Data for this exercise -
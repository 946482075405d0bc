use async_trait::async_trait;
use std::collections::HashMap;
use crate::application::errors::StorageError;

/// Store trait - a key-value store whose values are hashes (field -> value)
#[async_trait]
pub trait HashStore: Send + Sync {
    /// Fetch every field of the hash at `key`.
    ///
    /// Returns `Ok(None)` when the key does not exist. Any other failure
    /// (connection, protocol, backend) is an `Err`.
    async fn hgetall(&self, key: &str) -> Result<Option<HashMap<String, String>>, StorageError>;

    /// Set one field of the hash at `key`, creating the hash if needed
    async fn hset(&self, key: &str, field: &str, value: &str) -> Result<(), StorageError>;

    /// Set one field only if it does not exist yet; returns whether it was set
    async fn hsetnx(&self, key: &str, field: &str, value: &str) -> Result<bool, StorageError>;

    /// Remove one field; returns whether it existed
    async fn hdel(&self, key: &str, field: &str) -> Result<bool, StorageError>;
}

--

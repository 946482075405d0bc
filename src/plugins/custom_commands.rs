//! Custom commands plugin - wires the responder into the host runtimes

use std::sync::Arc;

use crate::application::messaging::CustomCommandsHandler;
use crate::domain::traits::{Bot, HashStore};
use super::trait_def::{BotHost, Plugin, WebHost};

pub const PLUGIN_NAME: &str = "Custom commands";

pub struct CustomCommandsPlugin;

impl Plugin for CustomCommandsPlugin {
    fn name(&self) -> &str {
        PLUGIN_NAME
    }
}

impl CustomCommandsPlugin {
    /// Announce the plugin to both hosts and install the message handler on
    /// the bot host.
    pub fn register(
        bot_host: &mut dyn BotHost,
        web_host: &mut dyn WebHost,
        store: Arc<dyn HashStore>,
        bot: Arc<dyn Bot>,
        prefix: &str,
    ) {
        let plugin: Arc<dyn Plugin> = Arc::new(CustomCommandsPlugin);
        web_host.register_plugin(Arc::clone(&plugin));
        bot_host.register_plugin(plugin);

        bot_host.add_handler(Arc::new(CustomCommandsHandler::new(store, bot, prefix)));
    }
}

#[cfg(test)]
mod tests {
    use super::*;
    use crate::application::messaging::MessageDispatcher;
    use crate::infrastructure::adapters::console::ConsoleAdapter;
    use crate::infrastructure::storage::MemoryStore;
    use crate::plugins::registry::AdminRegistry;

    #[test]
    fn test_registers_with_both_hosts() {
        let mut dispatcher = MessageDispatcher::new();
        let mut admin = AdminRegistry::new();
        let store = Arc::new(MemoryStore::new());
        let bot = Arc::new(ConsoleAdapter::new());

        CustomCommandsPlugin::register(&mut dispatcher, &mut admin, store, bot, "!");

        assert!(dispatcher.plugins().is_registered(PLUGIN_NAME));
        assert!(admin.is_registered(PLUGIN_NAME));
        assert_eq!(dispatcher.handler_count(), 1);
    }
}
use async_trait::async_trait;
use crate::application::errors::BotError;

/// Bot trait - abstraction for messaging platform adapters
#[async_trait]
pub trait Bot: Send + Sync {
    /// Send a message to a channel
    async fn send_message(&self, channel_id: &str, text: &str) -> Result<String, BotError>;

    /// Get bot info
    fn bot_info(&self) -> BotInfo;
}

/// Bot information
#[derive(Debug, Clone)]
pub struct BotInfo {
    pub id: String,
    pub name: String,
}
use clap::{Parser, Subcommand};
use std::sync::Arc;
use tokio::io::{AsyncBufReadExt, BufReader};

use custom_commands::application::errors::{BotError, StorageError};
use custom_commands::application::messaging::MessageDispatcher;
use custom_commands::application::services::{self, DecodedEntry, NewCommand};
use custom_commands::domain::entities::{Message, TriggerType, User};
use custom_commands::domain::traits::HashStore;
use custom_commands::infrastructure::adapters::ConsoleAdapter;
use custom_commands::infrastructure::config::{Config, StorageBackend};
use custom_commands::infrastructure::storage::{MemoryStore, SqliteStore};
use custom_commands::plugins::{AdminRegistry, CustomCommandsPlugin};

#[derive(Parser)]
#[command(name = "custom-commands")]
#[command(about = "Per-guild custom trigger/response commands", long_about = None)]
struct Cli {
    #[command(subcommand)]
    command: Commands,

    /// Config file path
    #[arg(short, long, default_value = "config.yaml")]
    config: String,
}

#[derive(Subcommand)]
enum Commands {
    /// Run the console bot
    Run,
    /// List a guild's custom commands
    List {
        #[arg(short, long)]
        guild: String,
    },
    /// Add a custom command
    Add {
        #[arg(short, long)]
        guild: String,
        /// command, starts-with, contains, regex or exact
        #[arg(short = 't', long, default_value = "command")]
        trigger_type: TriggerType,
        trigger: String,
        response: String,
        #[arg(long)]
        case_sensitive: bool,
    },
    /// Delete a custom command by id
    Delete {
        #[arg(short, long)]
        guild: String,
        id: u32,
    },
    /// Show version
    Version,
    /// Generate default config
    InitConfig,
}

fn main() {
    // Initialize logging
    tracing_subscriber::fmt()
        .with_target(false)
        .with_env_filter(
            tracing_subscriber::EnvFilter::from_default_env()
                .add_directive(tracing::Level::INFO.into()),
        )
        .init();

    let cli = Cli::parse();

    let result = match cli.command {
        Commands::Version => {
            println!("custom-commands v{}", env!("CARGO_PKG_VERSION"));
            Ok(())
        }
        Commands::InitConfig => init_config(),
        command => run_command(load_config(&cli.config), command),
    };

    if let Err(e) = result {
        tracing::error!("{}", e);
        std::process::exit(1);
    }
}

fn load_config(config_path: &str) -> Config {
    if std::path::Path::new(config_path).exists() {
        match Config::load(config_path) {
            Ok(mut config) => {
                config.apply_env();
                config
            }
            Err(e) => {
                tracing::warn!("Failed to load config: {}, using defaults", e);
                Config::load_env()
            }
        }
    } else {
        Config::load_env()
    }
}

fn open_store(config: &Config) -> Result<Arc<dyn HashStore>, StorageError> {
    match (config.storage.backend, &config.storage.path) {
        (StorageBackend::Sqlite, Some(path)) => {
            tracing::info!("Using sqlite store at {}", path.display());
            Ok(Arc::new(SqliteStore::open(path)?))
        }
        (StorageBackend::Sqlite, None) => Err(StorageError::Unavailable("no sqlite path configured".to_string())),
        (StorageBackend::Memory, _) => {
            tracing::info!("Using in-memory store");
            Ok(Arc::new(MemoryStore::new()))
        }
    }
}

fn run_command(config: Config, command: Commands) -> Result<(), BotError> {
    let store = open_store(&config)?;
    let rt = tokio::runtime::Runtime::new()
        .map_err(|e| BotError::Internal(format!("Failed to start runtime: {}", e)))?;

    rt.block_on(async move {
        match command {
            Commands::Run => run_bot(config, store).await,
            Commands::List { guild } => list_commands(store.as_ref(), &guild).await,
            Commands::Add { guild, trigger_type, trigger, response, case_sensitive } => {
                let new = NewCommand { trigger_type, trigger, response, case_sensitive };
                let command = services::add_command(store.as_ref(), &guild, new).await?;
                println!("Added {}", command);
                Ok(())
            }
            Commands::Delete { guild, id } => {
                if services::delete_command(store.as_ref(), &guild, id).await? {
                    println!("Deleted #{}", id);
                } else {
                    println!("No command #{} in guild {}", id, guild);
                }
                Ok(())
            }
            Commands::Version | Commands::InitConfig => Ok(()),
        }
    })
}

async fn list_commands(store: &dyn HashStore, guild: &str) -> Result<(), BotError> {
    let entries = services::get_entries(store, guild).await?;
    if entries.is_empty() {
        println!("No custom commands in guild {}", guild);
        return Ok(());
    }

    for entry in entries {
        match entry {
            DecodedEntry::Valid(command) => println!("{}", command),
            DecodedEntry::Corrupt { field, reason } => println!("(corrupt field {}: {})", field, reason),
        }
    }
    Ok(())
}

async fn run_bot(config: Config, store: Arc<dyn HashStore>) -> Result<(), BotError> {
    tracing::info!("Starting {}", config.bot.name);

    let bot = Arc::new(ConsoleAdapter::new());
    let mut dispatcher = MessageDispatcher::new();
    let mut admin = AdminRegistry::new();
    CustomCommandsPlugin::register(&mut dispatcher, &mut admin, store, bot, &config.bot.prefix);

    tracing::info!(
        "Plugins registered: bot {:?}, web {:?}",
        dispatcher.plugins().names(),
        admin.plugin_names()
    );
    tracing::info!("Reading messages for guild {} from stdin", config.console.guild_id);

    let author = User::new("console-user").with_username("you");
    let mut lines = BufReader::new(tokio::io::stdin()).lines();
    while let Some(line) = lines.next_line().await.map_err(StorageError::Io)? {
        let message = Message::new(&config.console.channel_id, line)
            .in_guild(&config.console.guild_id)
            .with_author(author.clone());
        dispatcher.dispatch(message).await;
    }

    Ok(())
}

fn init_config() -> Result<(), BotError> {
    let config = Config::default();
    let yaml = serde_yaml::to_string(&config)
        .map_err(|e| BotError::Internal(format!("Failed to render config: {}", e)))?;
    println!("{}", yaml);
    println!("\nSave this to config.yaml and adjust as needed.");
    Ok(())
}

...

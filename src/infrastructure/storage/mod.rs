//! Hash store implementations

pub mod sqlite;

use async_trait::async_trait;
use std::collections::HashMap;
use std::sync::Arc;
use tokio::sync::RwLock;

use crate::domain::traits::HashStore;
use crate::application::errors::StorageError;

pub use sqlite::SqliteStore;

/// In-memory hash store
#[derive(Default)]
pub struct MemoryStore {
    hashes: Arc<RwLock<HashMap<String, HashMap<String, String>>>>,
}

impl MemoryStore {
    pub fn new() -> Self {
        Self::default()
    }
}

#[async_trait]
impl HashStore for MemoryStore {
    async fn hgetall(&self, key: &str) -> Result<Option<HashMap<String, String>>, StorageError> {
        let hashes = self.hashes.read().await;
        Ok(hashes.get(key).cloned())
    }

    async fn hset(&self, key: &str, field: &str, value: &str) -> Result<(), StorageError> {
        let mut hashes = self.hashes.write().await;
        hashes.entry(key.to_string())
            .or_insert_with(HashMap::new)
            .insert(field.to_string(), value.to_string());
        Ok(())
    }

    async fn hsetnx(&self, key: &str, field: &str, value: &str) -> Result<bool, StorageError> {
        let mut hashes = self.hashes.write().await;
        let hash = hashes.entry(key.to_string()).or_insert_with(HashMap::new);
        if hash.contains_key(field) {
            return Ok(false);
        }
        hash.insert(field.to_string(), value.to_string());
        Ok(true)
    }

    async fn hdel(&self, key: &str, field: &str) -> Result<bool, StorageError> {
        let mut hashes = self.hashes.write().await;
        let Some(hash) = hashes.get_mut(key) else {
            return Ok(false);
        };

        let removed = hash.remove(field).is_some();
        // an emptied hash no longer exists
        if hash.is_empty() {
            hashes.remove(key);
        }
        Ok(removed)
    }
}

Work to complete -
Copy each line of the listing in which the word "CustomCommandsHandler" can be found.

Task response -
use crate::application::messaging::CustomCommandsHandler;
        bot_host.add_handler(Arc::new(CustomCommandsHandler::new(store, bot, prefix)));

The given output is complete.